[Start of Attachment]

//! End-to-end session tests.
//!
//! Each test drives the public state machine with abstract actions, the same
//! way the event loop does after key translation, and checks the resulting
//! task collection, context registry and selection.

use ctxdo::io::store_io::Storage;
use ctxdo::model::{Config, Document, Priority, Task};
use ctxdo::ops::TaskError;
use ctxdo::tui::action::{Action, TextEdit};
use ctxdo::tui::app::{App, Mode};
use ctxdo::tui::input::dispatch;
use pretty_assertions::assert_eq;
use tempfile::TempDir;

fn doc(tasks: &[(&str, &str)]) -> Document {
    let tasks: Vec<Task> = tasks
        .iter()
        .zip(1..)
        .map(|((text, ctx), id)| Task::new(id, *text, *ctx))
        .collect();
    let mut contexts: Vec<String> = tasks.iter().map(|t| t.context.clone()).collect();
    contexts.dedup();
    Document {
        next_id: tasks.len() as u64 + 1,
        tasks,
        contexts,
    }
}

/// Replace whatever the focused dialog field holds with `text`
fn fill(app: &mut App, text: &str) {
    dispatch(app, Action::Edit(TextEdit::End));
    for _ in 0..256 {
        dispatch(app, Action::Edit(TextEdit::Backspace));
    }
    for c in text.chars() {
        dispatch(app, Action::Edit(TextEdit::Insert(c)));
    }
}

fn submit(app: &mut App, start: Action, text: &str) {
    dispatch(app, start);
    fill(app, text);
    dispatch(app, Action::Commit);
}

fn texts(app: &App) -> Vec<String> {
    app.filtered().iter().map(|t| t.text.clone()).collect()
}

#[test]
fn seed_toggle_then_undo() {
    let mut app = App::in_memory(Document::seed());
    assert_eq!(app.current_context(), "Getting Started");
    assert_eq!(app.filtered_count(), 5);

    dispatch(&mut app, Action::MoveSelection(2));
    assert_eq!(app.selected_id(), Some(3));
    assert!(app.selected_task().unwrap().done);

    dispatch(&mut app, Action::ToggleComplete);
    assert!(!app.selected_task().unwrap().done);
    assert_eq!(app.undo.len(), 1);

    dispatch(&mut app, Action::Undo);
    assert_eq!(app.tasks, Document::seed().tasks);
    assert_eq!(app.selected, 0);
    assert!(app.undo.is_empty());
}

#[test]
fn add_task_to_second_context() {
    let mut app = App::in_memory(doc(&[("Report", "Work"), ("Laundry", "Home")]));
    assert_eq!(app.current_context(), "Home");
    dispatch(&mut app, Action::SwitchContext(1));
    assert_eq!(app.current_context(), "Work");

    submit(&mut app, Action::StartAddTask, "  Buy milk  ");

    assert_eq!(texts(&app), vec!["Report", "Buy milk"]);
    let added = app.selected_task().unwrap();
    assert_eq!(added.text, "Buy milk");
    assert_eq!(added.id, 3);
    assert_eq!(added.context, "Work");
    assert_eq!(added.priority, Priority::None);
    assert_eq!(app.next_id, 4);
    assert_eq!(app.mode, Mode::Normal);
}

#[test]
fn impossible_due_date_is_rejected() {
    let mut app = App::in_memory(doc(&[("Pay rent", "Home")]));

    dispatch(&mut app, Action::StartSetDueDate);
    fill(&mut app, "30");
    dispatch(&mut app, Action::FieldNav(1));
    fill(&mut app, "02");
    dispatch(&mut app, Action::FieldNav(1));
    fill(&mut app, "2024");
    dispatch(&mut app, Action::Commit);

    assert!(matches!(app.error, Some(TaskError::InvalidDateFormat)));
    assert_eq!(app.error.as_ref().unwrap().to_string(), "Invalid date format. Use YYYY-MM-DD");
    assert_eq!(app.selected_task().unwrap().due_date, "");
    assert!(app.undo.is_empty());
    assert_eq!(app.mode, Mode::Normal);

    // The error lasts until the next input
    dispatch(&mut app, Action::MoveSelection(1));
    assert!(app.error.is_none());
}

fn set_due_date(app: &mut App, day: &str, month: &str, year: &str) {
    dispatch(app, Action::StartSetDueDate);
    for (i, value) in [day, month, year].into_iter().enumerate() {
        if i > 0 {
            dispatch(app, Action::FieldNav(1));
        }
        fill(app, value);
    }
    dispatch(app, Action::Commit);
}

#[test]
fn malformed_years_are_rejected() {
    let mut app = App::in_memory(doc(&[("Pay rent", "Home")]));
    for year in ["-1", "24", "0", "20245"] {
        set_due_date(&mut app, "01", "02", year);
        assert!(
            matches!(app.error, Some(TaskError::InvalidDateFormat)),
            "year {year:?} accepted"
        );
        assert_eq!(app.selected_task().unwrap().due_date, "");
    }
    assert!(app.undo.is_empty());

    set_due_date(&mut app, "01", "02", "2024");
    assert!(app.error.is_none());
    assert_eq!(app.selected_task().unwrap().due_date, "2024-02-01");
}

#[test]
fn valid_due_date_is_normalized_then_cleared() {
    let mut app = App::in_memory(doc(&[("Pay rent", "Home")]));

    dispatch(&mut app, Action::StartSetDueDate);
    fill(&mut app, "1");
    dispatch(&mut app, Action::FieldNav(1));
    fill(&mut app, "3");
    dispatch(&mut app, Action::FieldNav(1));
    fill(&mut app, "2025");
    dispatch(&mut app, Action::Commit);
    assert_eq!(app.selected_task().unwrap().due_date, "2025-03-01");

    dispatch(&mut app, Action::ClearDueDate);
    assert_eq!(app.selected_task().unwrap().due_date, "");
    assert_eq!(app.undo.len(), 2);
}

#[test]
fn undo_history_is_bounded() {
    let mut app = App::in_memory(doc(&[("Stretch", "Home")]));
    for _ in 0..51 {
        dispatch(&mut app, Action::ToggleComplete);
    }
    assert_eq!(app.undo.len(), 50);

    for _ in 0..50 {
        dispatch(&mut app, Action::Undo);
        assert!(app.error.is_none());
    }
    // 51 toggles, 50 undone: one toggle survives at the bottom
    assert!(app.tasks[0].done);

    dispatch(&mut app, Action::Undo);
    assert!(matches!(app.error, Some(TaskError::EmptyHistory)));
    assert_eq!(app.error.as_ref().unwrap().to_string(), "Nothing to undo");
}

#[test]
fn delete_context_removes_its_tasks() {
    let mut app = App::in_memory(doc(&[
        ("Report", "Work"),
        ("Laundry", "Home"),
        ("Review", "Work"),
    ]));
    dispatch(&mut app, Action::SwitchContext(1));
    assert_eq!(app.current_context(), "Work");

    // Anything but y leaves the context alone
    submit(&mut app, Action::StartDeleteContext, "n");
    assert_eq!(app.contexts.names, vec!["Home", "Work"]);

    submit(&mut app, Action::StartDeleteContext, "Y");
    assert_eq!(app.contexts.names, vec!["Home"]);
    assert_eq!(app.current_context(), "Home");
    assert!(app.tasks.iter().all(|t| t.context != "Work"));
    assert_eq!(app.tasks.len(), 1);

    dispatch(&mut app, Action::StartDeleteContext);
    assert!(matches!(app.error, Some(TaskError::LastContext)));
    assert_eq!(app.mode, Mode::Normal);
}

#[test]
fn undo_after_context_delete_resurrects_it() {
    let mut app = App::in_memory(doc(&[("Report", "Work"), ("Laundry", "Home")]));
    dispatch(&mut app, Action::SwitchContext(1));
    submit(&mut app, Action::StartDeleteContext, "y");
    assert_eq!(app.contexts.names, vec!["Home"]);

    dispatch(&mut app, Action::Undo);
    assert_eq!(app.contexts.names, vec!["Home", "Work"]);
    assert_eq!(app.tasks.len(), 2);
}

#[test]
fn rename_context_moves_tasks() {
    let mut app = App::in_memory(doc(&[("Report", "Work"), ("Laundry", "Home")]));
    dispatch(&mut app, Action::SwitchContext(1));

    submit(&mut app, Action::StartRenameContext, "Office");
    assert_eq!(app.current_context(), "Office");
    assert!(app.contexts.contains("Office"));
    assert!(!app.contexts.contains("Work"));
    assert_eq!(texts(&app), vec!["Report"]);

    submit(&mut app, Action::StartRenameContext, "Home");
    assert!(matches!(app.error, Some(TaskError::DuplicateContext)));
    assert_eq!(app.current_context(), "Office");

    dispatch(&mut app, Action::Undo);
    assert_eq!(app.tasks[0].context, "Work");
}

#[test]
fn duplicate_context_is_refused() {
    let mut app = App::in_memory(doc(&[("Laundry", "Home")]));
    submit(&mut app, Action::StartAddContext, "Home");
    assert!(matches!(app.error, Some(TaskError::DuplicateContext)));
    assert_eq!(app.contexts.names, vec!["Home"]);

    submit(&mut app, Action::StartAddContext, "Garden");
    assert_eq!(app.current_context(), "Garden");
    assert_eq!(app.filtered_count(), 0);
    assert_eq!(app.selected_id(), None);
}

#[test]
fn selection_stays_in_bounds_across_contexts() {
    let mut app = App::in_memory(doc(&[
        ("a", "Home"),
        ("b", "Home"),
        ("c", "Home"),
        ("d", "Work"),
    ]));
    dispatch(&mut app, Action::MoveSelection(2));
    assert_eq!(app.selected, 2);

    dispatch(&mut app, Action::SwitchContext(1));
    assert_eq!(app.selected, 0);
    assert_eq!(app.selected_task().unwrap().text, "d");

    dispatch(&mut app, Action::DeleteTask);
    assert_eq!(app.filtered_count(), 0);
    dispatch(&mut app, Action::MoveSelection(1));
    dispatch(&mut app, Action::ToggleComplete);
    dispatch(&mut app, Action::TogglePriority);
    assert_eq!(app.selected, 0);
    assert_eq!(app.undo.len(), 1);

    dispatch(&mut app, Action::SwitchContext(-1));
    dispatch(&mut app, Action::MoveSelection(-1));
    assert_eq!(app.selected_task().unwrap().text, "c");
}

#[test]
fn tags_added_and_removed_through_dialogs() {
    let mut app = App::in_memory(doc(&[("Groceries", "Home")]));
    dispatch(&mut app, Action::StartRemoveTag);
    assert!(matches!(app.error, Some(TaskError::NoTags)));

    submit(&mut app, Action::StartAddTag, "shop");
    submit(&mut app, Action::StartAddTag, "urgent");
    submit(&mut app, Action::StartAddTag, "shop");
    assert_eq!(app.selected_task().unwrap().tags, vec!["shop", "urgent"]);
    assert_eq!(app.undo.len(), 2);

    dispatch(&mut app, Action::StartRemoveTag);
    dispatch(&mut app, Action::NavigateChecklist(1));
    dispatch(&mut app, Action::ToggleCheck);
    dispatch(&mut app, Action::Commit);
    assert_eq!(app.selected_task().unwrap().tags, vec!["shop"]);
}

#[test]
fn help_overlay_swallows_actions() {
    let mut app = App::in_memory(doc(&[("Groceries", "Home")]));
    dispatch(&mut app, Action::OpenHelp);
    dispatch(&mut app, Action::DeleteTask);
    dispatch(&mut app, Action::Quit);
    assert_eq!(app.tasks.len(), 1);
    assert!(!app.should_quit);

    dispatch(&mut app, Action::Dismiss);
    assert!(!app.show_help);
    dispatch(&mut app, Action::Quit);
    assert!(app.should_quit);
}

#[test]
fn mutations_persist_to_disk() {
    let dir = TempDir::new().unwrap();
    let path = dir.path().join("nested").join("tasks.json");
    let storage = Storage::new(&path);

    let first = storage.load();
    assert_eq!(first, Document::seed());

    let mut app = App::new(first, &Config::default(), Some(storage.clone()));
    submit(&mut app, Action::StartAddContext, "Work");
    submit(&mut app, Action::StartAddTask, "Ship release");
    dispatch(&mut app, Action::TogglePriority);
    dispatch(&mut app, Action::TogglePriority);
    assert!(app.error.is_none());

    let reloaded = storage.try_load().unwrap();
    assert_eq!(reloaded.next_id, 7);
    assert!(reloaded.contexts.contains(&"Work".to_string()));
    let task = reloaded.tasks.iter().find(|t| t.id == 6).unwrap();
    assert_eq!(task.text, "Ship release");
    assert_eq!(task.context, "Work");
    assert_eq!(task.priority, Priority::Medium);

    // A fresh session picks up where the last one stopped
    let mut resumed = App::new(reloaded, &Config::default(), Some(storage));
    assert_eq!(resumed.contexts.names, vec!["Getting Started", "Work"]);
    dispatch(&mut resumed, Action::SwitchContext(1));
    assert_eq!(texts(&resumed), vec!["Ship release"]);
}

#[test]
fn failed_save_keeps_the_change() {
    let dir = TempDir::new().unwrap();
    // A regular file where the document's directory should be
    let blocker = dir.path().join("file");
    std::fs::write(&blocker, "not a directory").unwrap();
    let storage = Storage::new(blocker.join("tasks.json"));

    let mut app = App::new(Document::seed(), &Config::default(), Some(storage));
    dispatch(&mut app, Action::ToggleComplete);

    assert!(matches!(app.error, Some(TaskError::Save(_))));
    assert!(app.error.as_ref().unwrap().to_string().starts_with("Could not save: "));
    assert!(app.tasks[0].done);
    assert_eq!(app.undo.len(), 1);

    // The session carries on; the message goes with the next input
    dispatch(&mut app, Action::MoveSelection(1));
    assert!(app.error.is_none());
    assert!(app.tasks[0].done);
}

[End of Attachment]

■ **TASK INSTRUCTIONS**
Among the lines above, which contain the word "TextEdit"? Copy every one.

■ **SOLUTION TO THIS EXERCISE**
use ctxdo::tui::action::{Action, TextEdit};
    dispatch(app, Action::Edit(TextEdit::End));
        dispatch(app, Action::Edit(TextEdit::Backspace));
        dispatch(app, Action::Edit(TextEdit::Insert(c)));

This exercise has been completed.